The guy who taught the class was a tough old bird who had his first name legally changed to "Papa Bear". He reminded me somewhat of the character of Darnell from the movie Christine. He seemed jovial, even a little goofy, but was also very blunt, outspoken, loud, angry, and very passionate when it comes to hunters and their image in the eyes of the public, and has no sympathy for idiotic hunters who help to perpetuate that negative stereotype.
And the stories! For every major point he taught, there was always a long story about somebody that was hurt through stupidity with either firearms or not being prepared. It was a very interesting class, and I learned a lot in two days (I got 98 % on the test, and Terry got 96). I now own a Hunter’s Safety Card that is good for life (and I’ll probably never use it!)
But to take a life, any life! I get squeamish and perhaps a bit revulsed and melancholy even squashing a bug, especially if it’s a big bug! I don’t think I could kill an animal, unless I had to for survival, and even then, I’m not sure. And to clean a slaughtered animal! Neither Terry nor I could do that! It would be like Frasier and Niles going hunting! As it was, this hunting class, and Terry and I in this hunting class, would have made for a hilarious episode of Frasier!

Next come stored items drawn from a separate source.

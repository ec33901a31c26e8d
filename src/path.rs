//! Public tracing output: closed curves arranged in a nesting forest.

use kurbo::{BezPath, Point};

/// Kind of a curve segment.
#[derive(Debug, Clone, Copy, PartialEq, Eq, Hash)]
pub enum SegmentTag {
    /// Two straight lines: to `c[1]` (the corner) and on to `c[2]`.
    /// `c[0]` is unused and left at the origin.
    Corner,
    /// A cubic Bezier with control points `c[0]`, `c[1]`, ending at `c[2]`.
    CurveTo,
}

/// One segment of a closed curve. It starts where the previous segment
/// ends; the first segment starts at the end of the last one.
#[derive(Debug, Clone, Copy, PartialEq)]
pub struct Segment {
    pub tag: SegmentTag,
    pub c: [Point; 3],
}

impl Segment {
    pub fn corner(vertex: Point, end: Point) -> Self {
        Segment { tag: SegmentTag::Corner, c: [Point::ZERO, vertex, end] }
    }

    pub fn curve_to(c0: Point, c1: Point, end: Point) -> Self {
        Segment { tag: SegmentTag::CurveTo, c: [c0, c1, end] }
    }

    /// Endpoint of the segment.
    pub fn end(&self) -> Point {
        self.c[2]
    }

    /// The control points that carry meaning for this tag.
    pub fn points(&self) -> &[Point] {
        match self.tag {
            SegmentTag::Corner => &self.c[1..],
            SegmentTag::CurveTo => &self.c,
        }
    }
}

/// A closed loop of segments.
#[derive(Debug, Clone, PartialEq, Default)]
pub struct Curve {
    pub segments: Vec<Segment>,
}

impl Curve {
    pub fn len(&self) -> usize {
        self.segments.len()
    }

    pub fn is_empty(&self) -> bool {
        self.segments.is_empty()
    }

    /// Where traversal starts and ends: the endpoint of the last segment.
    pub fn start_point(&self) -> Option<Point> {
        self.segments.last().map(Segment::end)
    }

    /// Convert to a closed kurbo path.
    pub fn to_bezpath(&self) -> BezPath {
        let mut path = BezPath::new();
        let Some(start) = self.start_point() else {
            return path;
        };
        path.move_to(start);
        for seg in &self.segments {
            match seg.tag {
                SegmentTag::Corner => {
                    path.line_to(seg.c[1]);
                    path.line_to(seg.c[2]);
                }
                SegmentTag::CurveTo => path.curve_to(seg.c[0], seg.c[1], seg.c[2]),
            }
        }
        path.close_path();
        path
    }

    /// Floor every control point coordinate to a multiple of `1 / unit`.
    pub(crate) fn quantize(&mut self, unit: u32) {
        let q = f64::from(unit);
        for seg in &mut self.segments {
            for p in &mut seg.c {
                p.x = (p.x * q).floor() / q;
                p.y = (p.y * q).floor() / q;
            }
        }
    }
}

/// Orientation of a traced boundary.
#[derive(Debug, Clone, Copy, PartialEq, Eq, Hash)]
pub enum Sign {
    /// Outer boundary of a black region.
    Positive,
    /// Boundary of a white hole inside a black region.
    Negative,
}

/// A traced outline together with its place in the nesting tree.
///
/// Tree links are indices into the owning [`PathList`].
#[derive(Debug, Clone, PartialEq)]
pub struct TracedPath {
    /// Enclosed area in pixels.
    pub area: i64,
    pub sign: Sign,
    pub curve: Curve,
    pub parent: Option<usize>,
    pub first_child: Option<usize>,
    pub next_sibling: Option<usize>,
}

/// All outlines of a traced bitmap.
///
/// Paths are stored depth-first: each black region is followed by its
/// holes, then the islands inside those holes, then the next region.
#[derive(Debug, Clone, PartialEq, Default)]
pub struct PathList {
    pub paths: Vec<TracedPath>,
}

impl PathList {
    pub fn len(&self) -> usize {
        self.paths.len()
    }

    pub fn is_empty(&self) -> bool {
        self.paths.is_empty()
    }

    pub fn iter(&self) -> std::slice::Iter<'_, TracedPath> {
        self.paths.iter()
    }

    /// Indices of the top-level paths.
    pub fn roots(&self) -> Siblings<'_> {
        Siblings { list: self, next: (!self.paths.is_empty()).then_some(0) }
    }

    /// Indices of the paths nested directly inside path `i`.
    pub fn children(&self, i: usize) -> Siblings<'_> {
        Siblings { list: self, next: self.paths.get(i).and_then(|p| p.first_child) }
    }

    /// One compound path per black region: its outline followed by the
    /// outlines of its holes. Fill with the even-odd rule.
    pub fn groups(&self) -> Vec<BezPath> {
        self.paths
            .iter()
            .enumerate()
            .filter(|(_, p)| p.sign == Sign::Positive)
            .map(|(i, p)| {
                let mut group = p.curve.to_bezpath();
                for child in self.children(i) {
                    group.extend(self.paths[child].curve.to_bezpath().elements().iter().copied());
                }
                group
            })
            .collect()
    }

    /// Total number of segments over all paths.
    pub fn segment_count(&self) -> usize {
        self.paths.iter().map(|p| p.curve.len()).sum()
    }
}

impl<'a> IntoIterator for &'a PathList {
    type Item = &'a TracedPath;
    type IntoIter = std::slice::Iter<'a, TracedPath>;

    fn into_iter(self) -> Self::IntoIter {
        self.paths.iter()
    }
}

/// Iterator over a sibling chain of a [`PathList`].
#[derive(Debug, Clone)]
pub struct Siblings<'a> {
    list: &'a PathList,
    next: Option<usize>,
}

impl Iterator for Siblings<'_> {
    type Item = usize;

    fn next(&mut self) -> Option<usize> {
        let i = self.next?;
        self.next = self.list.paths.get(i).and_then(|p| p.next_sibling);
        Some(i)
    }
}

#[cfg(test)]
mod tests {
    use super::*;
    use kurbo::{PathEl, Shape};

    fn square(x0: f64, y0: f64, x1: f64, y1: f64) -> Curve {
        Curve {
            segments: vec![
                Segment::corner(Point::new(x1, y0), Point::new(x1, (y0 + y1) / 2.0)),
                Segment::corner(Point::new(x1, y1), Point::new((x0 + x1) / 2.0, y1)),
                Segment::corner(Point::new(x0, y1), Point::new(x0, (y0 + y1) / 2.0)),
                Segment::corner(Point::new(x0, y0), Point::new((x0 + x1) / 2.0, y0)),
            ],
        }
    }

    fn node(sign: Sign, curve: Curve, parent: Option<usize>, first_child: Option<usize>, next_sibling: Option<usize>) -> TracedPath {
        TracedPath { area: 0, sign, curve, parent, first_child, next_sibling }
    }

    #[test]
    fn bezpath_starts_at_last_endpoint_and_closes() {
        let curve = square(0.0, 0.0, 4.0, 4.0);
        let path = curve.to_bezpath();
        let els = path.elements();
        assert_eq!(els.first(), Some(&PathEl::MoveTo(Point::new(2.0, 0.0))));
        assert_eq!(els.len(), 1 + 2 * 4 + 1);
        assert_eq!(els[els.len() - 2], PathEl::LineTo(Point::new(2.0, 0.0)));
        assert_eq!(els.last(), Some(&PathEl::ClosePath));
        assert!((path.area() - 16.0).abs() < 1e-9);
    }

    #[test]
    fn empty_curve_gives_empty_bezpath() {
        assert!(Curve::default().to_bezpath().elements().is_empty());
    }

    #[test]
    fn quantize_floors_to_grid() {
        let mut curve = Curve {
            segments: vec![Segment::curve_to(Point::new(0.26, -0.26), Point::new(1.99, 3.5), Point::new(2.0, 0.74))],
        };
        curve.quantize(2);
        assert_eq!(curve.segments[0].c, [Point::new(0.0, -0.5), Point::new(1.5, 3.5), Point::new(2.0, 0.5)]);
    }

    #[test]
    fn groups_combine_region_with_its_holes() {
        // 0: outer, 1: hole in 0, 2: island in 1, 3: second outer.
        let list = PathList {
            paths: vec![
                node(Sign::Positive, square(0.0, 0.0, 10.0, 10.0), None, Some(1), Some(3)),
                node(Sign::Negative, square(2.0, 2.0, 8.0, 8.0), Some(0), Some(2), None),
                node(Sign::Positive, square(4.0, 4.0, 6.0, 6.0), Some(1), None, None),
                node(Sign::Positive, square(20.0, 0.0, 22.0, 2.0), None, None, None),
            ],
        };
        assert_eq!(list.roots().collect::<Vec<_>>(), vec![0, 3]);
        assert_eq!(list.children(0).collect::<Vec<_>>(), vec![1]);
        assert_eq!(list.children(1).collect::<Vec<_>>(), vec![2]);
        assert_eq!(list.children(9).count(), 0);

        let groups = list.groups();
        assert_eq!(groups.len(), 3);
        let moves = groups[0].elements().iter().filter(|e| matches!(e, PathEl::MoveTo(_))).count();
        assert_eq!(moves, 2);
        assert_eq!(list.segment_count(), 16);
    }
}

I learned a lot of neat McGiver tricks though! I can now build a portable heater out of a coffee can, a roll of toilet paper, rubbing alcohol, 2 AA batteries, and some quadruple ot steel wool! Terry’s afraid he’s going to get shot when he goes elk hunting. I told him to be careful when picking branches to make a fire, and not to carry two big branches, one in each hand with his arms up. Despite how he treats me sometimes, I still love him, and don’t want to see him dead!